While Bombardier Transportation’s railway propulsion systems have been in use globally for more than a century, its latest MITRAC portfolio was redeveloped with the aim of helping railways to improve energy efficiency and reduce emissions.
It’s no secret that the railway industry has been increasingly prioritising sustainability. As it stands, around 0.3% of global CO2 emissions come from railways, according to the International Energy Agency (IEA) making it the most energy-efficient mode of transport compared to air and road. Still, railway engineering companies are continually developing technologies to make the industry more environmentally friendly.
One such company is rail equipment firm Bombardier Transportation, which has a track record of providing the railway industry with propulsion systems since 1891. Its first traction converters with power semiconductors were introduced in the 1970s and they have continuously evolved since then.
Specifically, the company’s MITRAC propulsion system – launched in the mid-1990’s – was developed to help the railway industry increase energy efficiency as well as reduce lifecycle costs. The MITRAC system is designed to help repurpose braking energy expended by trains so it can be used during acceleration or autonomous operation of the vehicle.
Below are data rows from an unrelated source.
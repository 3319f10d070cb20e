use clap::Parser;
use consult_flow::{Orchestrator, Report, Role};
use medical_report_service::{ServiceConfig, build_oracle, init_tracing};
use std::path::PathBuf;
use tracing::info;

/// Run one agent over a medical report file and print its output
#[derive(Parser, Debug)]
#[command(name = "consult", version)]
struct Args {
    /// Plain-text medical report
    #[arg(short, long)]
    report: PathBuf,

    /// Cardiologist, Psychologist, Pulmonologist or MultidisciplinaryTeam
    #[arg(long, default_value = "Cardiologist")]
    role: String,

    /// Print the composed prompt without calling the model
    #[arg(long)]
    dry_run: bool,
}

#[tokio::main]
async fn main() -> anyhow::Result<()> {
    let args = Args::parse();
    let config = ServiceConfig::from_env()?;
    init_tracing(&config.log_format);

    // Reject unknown roles before reading files or touching the model
    let role: Role = args.role.parse()?;

    let text = std::fs::read_to_string(&args.report)?;
    let report = Report::new(text);
    info!(role = %role, report = %args.report.display(), "Starting consultation");

    let orchestrator = Orchestrator::new(build_oracle(&config)?);

    if args.dry_run {
        let agent = orchestrator.agent_for(role, Some(&report))?;
        println!("{}", agent.create_prompt());
        return Ok(());
    }

    let consultation = orchestrator.consult(role, Some(&report)).await?;
    println!("{}\n", consultation.heading());
    println!("{}", consultation.output);

    Ok(())
}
“The MITRAC system stands for Modular Integrated Traction System and was originally launched to cover control electronics, traction converters and drives,” says Bombardier Transportation head of external communications and public affairs Eric Prud’Homme.
How does the propulsion system work?
Deemed as the “heart, muscles and brain of the train” by the company, the MITRAC propulsion system witnessed an upgrade with respect to its technology in June 2019. The new line of Bombardier’s MITRAC products consists of three segments.
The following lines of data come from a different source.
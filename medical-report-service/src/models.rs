use chrono::{DateTime, Utc};
use consult_flow::{ConsultSession, Consultation, Role, RunStatus};
use serde::{Deserialize, Serialize};

#[derive(Debug, Serialize, Deserialize)]
pub struct UploadReportRequest {
    pub report: String,
}

#[derive(Debug, Serialize, Deserialize)]
pub struct ConsultRequest {
    pub role: String,
}

/// Browser form posted by the trigger button
#[derive(Debug, Deserialize)]
pub struct ConsultForm {
    pub role: String,
}

#[derive(Debug, Serialize, Deserialize)]
pub struct ConsultResponse {
    pub session_id: String,
    pub role: Role,
    pub heading: String,
    pub prompt: String,
    pub output: String,
    pub status: RunStatus,
}

impl ConsultResponse {
    pub fn new(session_id: &str, consultation: Consultation) -> Self {
        Self {
            session_id: session_id.to_string(),
            role: consultation.role,
            heading: consultation.heading().to_string(),
            prompt: consultation.prompt,
            output: consultation.output,
            status: consultation.status,
        }
    }
}

#[derive(Debug, Serialize, Deserialize)]
pub struct SessionResponse {
    pub session_id: String,
    pub has_report: bool,
    pub status: RunStatus,
    pub last_role: Option<Role>,
    pub heading: Option<String>,
    pub output: Option<String>,
    pub selectable_roles: Vec<Role>,
    pub created_at: DateTime<Utc>,
    pub updated_at: DateTime<Utc>,
}

impl From<&ConsultSession> for SessionResponse {
    fn from(session: &ConsultSession) -> Self {
        Self {
            session_id: session.id.clone(),
            has_report: session.has_report(),
            status: session.status.clone(),
            last_role: session.last.as_ref().map(|c| c.role),
            heading: session.last.as_ref().map(|c| c.heading().to_string()),
            output: session.last.as_ref().map(|c| c.output.clone()),
            selectable_roles: if session.has_report() {
                Role::selectable().to_vec()
            } else {
                Vec::new()
            },
            created_at: session.created_at,
            updated_at: session.updated_at,
        }
    }
}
Products in the MITRAC Power portfolio include pantograph and shoe gears for power pickup, high voltage equipment, traction and auxiliary converters, drives, overall braking system and propulsion control.
“The water-cooled traction converters are made to deliver higher traction power.”
Its new generation of converters come in two varieties – air-cooled and water-cooled traction converters – and are distinguished in terms of distributed propulsion systems. As Prud’Homme explains, the air-cooled traction converters are ideally suited for decentralised propulsion systems for trains with distributed propulsion such as trams, automated people movers, metros, regional and intercity trains.